Exercise directions ▸
Extract all of the data and reproduce it precisely.

═════ Records provided

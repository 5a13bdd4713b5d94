//! Persisted entities, as returned by the admin API.
//!
//! Every entity belongs to exactly one [`Store`]. JSON field names are
//! camelCase, matching what the storefront consumes.

use chrono::{DateTime, Utc};
use rust_decimal::Decimal;
use serde::{Deserialize, Serialize};

use super::id::{
    BillboardId, CategoryId, ColorId, ImageId, OrderId, OrderItemId, ProductId, SizeId, StoreId,
    UserId,
};
use super::price::Price;

/// Tenant boundary owned by a single user.
#[derive(Debug, Clone, PartialEq, Eq, Serialize, Deserialize)]
#[serde(rename_all = "camelCase")]
pub struct Store {
    pub id: StoreId,
    pub name: String,
    pub user_id: UserId,
    pub created_at: DateTime<Utc>,
    pub updated_at: DateTime<Utc>,
}

/// Hero banner shown above a category page.
#[derive(Debug, Clone, PartialEq, Eq, Serialize, Deserialize)]
#[serde(rename_all = "camelCase")]
pub struct Billboard {
    pub id: BillboardId,
    pub store_id: StoreId,
    pub label: String,
    pub image_url: String,
    pub created_at: DateTime<Utc>,
    pub updated_at: DateTime<Utc>,
}

#[derive(Debug, Clone, PartialEq, Eq, Serialize, Deserialize)]
#[serde(rename_all = "camelCase")]
pub struct Category {
    pub id: CategoryId,
    pub store_id: StoreId,
    pub billboard_id: BillboardId,
    pub name: String,
    pub created_at: DateTime<Utc>,
    pub updated_at: DateTime<Utc>,
}

/// A category with its billboard expanded.
#[derive(Debug, Clone, PartialEq, Eq, Serialize, Deserialize)]
#[serde(rename_all = "camelCase")]
pub struct CategoryWithBillboard {
    #[serde(flatten)]
    pub category: Category,
    pub billboard: Billboard,
}

#[derive(Debug, Clone, PartialEq, Eq, Serialize, Deserialize)]
#[serde(rename_all = "camelCase")]
pub struct Color {
    pub id: ColorId,
    pub store_id: StoreId,
    pub name: String,
    /// Hex value such as `#fff`.
    pub value: String,
    pub created_at: DateTime<Utc>,
    pub updated_at: DateTime<Utc>,
}

#[derive(Debug, Clone, PartialEq, Eq, Serialize, Deserialize)]
#[serde(rename_all = "camelCase")]
pub struct Size {
    pub id: SizeId,
    pub store_id: StoreId,
    pub name: String,
    pub value: String,
    pub created_at: DateTime<Utc>,
    pub updated_at: DateTime<Utc>,
}

#[derive(Debug, Clone, PartialEq, Eq, Serialize, Deserialize)]
#[serde(rename_all = "camelCase")]
pub struct Product {
    pub id: ProductId,
    pub store_id: StoreId,
    pub category_id: CategoryId,
    pub size_id: SizeId,
    pub color_id: ColorId,
    pub name: String,
    /// Unit price in dollars.
    pub price: Decimal,
    pub is_featured: bool,
    pub is_archived: bool,
    pub created_at: DateTime<Utc>,
    pub updated_at: DateTime<Utc>,
}

impl Product {
    /// The stored price as a USD [`Price`].
    #[must_use]
    pub const fn unit_price(&self) -> Price {
        Price::usd(self.price)
    }
}

/// Product photo. Ordered by insertion.
#[derive(Debug, Clone, PartialEq, Eq, Serialize, Deserialize)]
#[serde(rename_all = "camelCase")]
pub struct Image {
    pub id: ImageId,
    pub product_id: ProductId,
    pub url: String,
    pub created_at: DateTime<Utc>,
    pub updated_at: DateTime<Utc>,
}

/// A product with its images, as returned by create and update.
#[derive(Debug, Clone, PartialEq, Eq, Serialize, Deserialize)]
#[serde(rename_all = "camelCase")]
pub struct ProductWithImages {
    #[serde(flatten)]
    pub product: Product,
    pub images: Vec<Image>,
}

/// A product with every relation expanded, as returned by list and get.
#[derive(Debug, Clone, PartialEq, Eq, Serialize, Deserialize)]
#[serde(rename_all = "camelCase")]
pub struct ProductDetail {
    #[serde(flatten)]
    pub product: Product,
    pub images: Vec<Image>,
    pub category: Category,
    pub size: Size,
    pub color: Color,
}

#[derive(Debug, Clone, PartialEq, Eq, Serialize, Deserialize)]
#[serde(rename_all = "camelCase")]
pub struct Order {
    pub id: OrderId,
    pub store_id: StoreId,
    pub is_paid: bool,
    pub phone: String,
    pub address: String,
    pub created_at: DateTime<Utc>,
    pub updated_at: DateTime<Utc>,
}

#[derive(Debug, Clone, PartialEq, Eq, Serialize, Deserialize)]
#[serde(rename_all = "camelCase")]
pub struct OrderItem {
    pub id: OrderItemId,
    pub order_id: OrderId,
    pub product_id: ProductId,
}

/// Body of a successful delete.
#[derive(Debug, Clone, Copy, PartialEq, Eq, Serialize, Deserialize)]
pub struct DeleteResult {
    /// Rows removed (0 when nothing matched).
    pub count: u64,
}

/// Body of a successful checkout.
#[derive(Debug, Clone, PartialEq, Eq, Serialize, Deserialize)]
pub struct CheckoutResponse {
    /// Hosted checkout page to redirect the shopper to.
    pub url: String,
}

══════════

Answer section ▸
repository 5a13bdd4713b5d94
//! Persisted entities, as returned by the admin API.
//!
//! Every entity belongs to exactly one [`Store`]. JSON field names are
//! camelCase, matching what the storefront consumes.

use chrono::{DateTime, Utc};
use rust_decimal::Decimal;
use serde::{Deserialize, Serialize};

use super::id::{
    BillboardId, CategoryId, ColorId, ImageId, OrderId, OrderItemId, ProductId, SizeId, StoreId,
    UserId,
};
use super::price::Price;

/// Tenant boundary owned by a single user.
#[derive(Debug, Clone, PartialEq, Eq, Serialize, Deserialize)]
#[serde(rename_all = "camelCase")]
pub struct Store {
    pub id: StoreId,
    pub name: String,
    pub user_id: UserId,
    pub created_at: DateTime<Utc>,
    pub updated_at: DateTime<Utc>,
}

/// Hero banner shown above a category page.
#[derive(Debug, Clone, PartialEq, Eq, Serialize, Deserialize)]
#[serde(rename_all = "camelCase")]
pub struct Billboard {
    pub id: BillboardId,
    pub store_id: StoreId,
    pub label: String,
    pub image_url: String,
    pub created_at: DateTime<Utc>,
    pub updated_at: DateTime<Utc>,
}

#[derive(Debug, Clone, PartialEq, Eq, Serialize, Deserialize)]
#[serde(rename_all = "camelCase")]
pub struct Category {
    pub id: CategoryId,
    pub store_id: StoreId,
    pub billboard_id: BillboardId,
    pub name: String,
    pub created_at: DateTime<Utc>,
    pub updated_at: DateTime<Utc>,
}

/// A category with its billboard expanded.
#[derive(Debug, Clone, PartialEq, Eq, Serialize, Deserialize)]
#[serde(rename_all = "camelCase")]
pub struct CategoryWithBillboard {
    #[serde(flatten)]
    pub category: Category,
    pub billboard: Billboard,
}

#[derive(Debug, Clone, PartialEq, Eq, Serialize, Deserialize)]
#[serde(rename_all = "camelCase")]
pub struct Color {
    pub id: ColorId,
    pub store_id: StoreId,
    pub name: String,
    /// Hex value such as `#fff`.
    pub value: String,
    pub created_at: DateTime<Utc>,
    pub updated_at: DateTime<Utc>,
}

#[derive(Debug, Clone, PartialEq, Eq, Serialize, Deserialize)]
#[serde(rename_all = "camelCase")]
pub struct Size {
    pub id: SizeId,
    pub store_id: StoreId,
    pub name: String,
    pub value: String,
    pub created_at: DateTime<Utc>,
    pub updated_at: DateTime<Utc>,
}

#[derive(Debug, Clone, PartialEq, Eq, Serialize, Deserialize)]
#[serde(rename_all = "camelCase")]
pub struct Product {
    pub id: ProductId,
    pub store_id: StoreId,
    pub category_id: CategoryId,
    pub size_id: SizeId,
    pub color_id: ColorId,
    pub name: String,
    /// Unit price in dollars.
    pub price: Decimal,
    pub is_featured: bool,
    pub is_archived: bool,
    pub created_at: DateTime<Utc>,
    pub updated_at: DateTime<Utc>,
}

impl Product {
    /// The stored price as a USD [`Price`].
    #[must_use]
    pub const fn unit_price(&self) -> Price {
        Price::usd(self.price)
    }
}

/// Product photo. Ordered by insertion.
#[derive(Debug, Clone, PartialEq, Eq, Serialize, Deserialize)]
#[serde(rename_all = "camelCase")]
pub struct Image {
    pub id: ImageId,
    pub product_id: ProductId,
    pub url: String,
    pub created_at: DateTime<Utc>,
    pub updated_at: DateTime<Utc>,
}

/// A product with its images, as returned by create and update.
#[derive(Debug, Clone, PartialEq, Eq, Serialize, Deserialize)]
#[serde(rename_all = "camelCase")]
pub struct ProductWithImages {
    #[serde(flatten)]
    pub product: Product,
    pub images: Vec<Image>,
}

/// A product with every relation expanded, as returned by list and get.
#[derive(Debug, Clone, PartialEq, Eq, Serialize, Deserialize)]
#[serde(rename_all = "camelCase")]
pub struct ProductDetail {
    #[serde(flatten)]
    pub product: Product,
    pub images: Vec<Image>,
    pub category: Category,
    pub size: Size,
    pub color: Color,
}

#[derive(Debug, Clone, PartialEq, Eq, Serialize, Deserialize)]
#[serde(rename_all = "camelCase")]
pub struct Order {
    pub id: OrderId,
    pub store_id: StoreId,
    pub is_paid: bool,
    pub phone: String,
    pub address: String,
    pub created_at: DateTime<Utc>,
    pub updated_at: DateTime<Utc>,
}

#[derive(Debug, Clone, PartialEq, Eq, Serialize, Deserialize)]
#[serde(rename_all = "camelCase")]
pub struct OrderItem {
    pub id: OrderItemId,
    pub order_id: OrderId,
    pub product_id: ProductId,
}

/// Body of a successful delete.
#[derive(Debug, Clone, Copy, PartialEq, Eq, Serialize, Deserialize)]
pub struct DeleteResult {
    /// Rows removed (0 when nothing matched).
    pub count: u64,
}

/// Body of a successful checkout.
#[derive(Debug, Clone, PartialEq, Eq, Serialize, Deserialize)]
pub struct CheckoutResponse {
    /// Hosted checkout page to redirect the shopper to.
    pub url: String,
}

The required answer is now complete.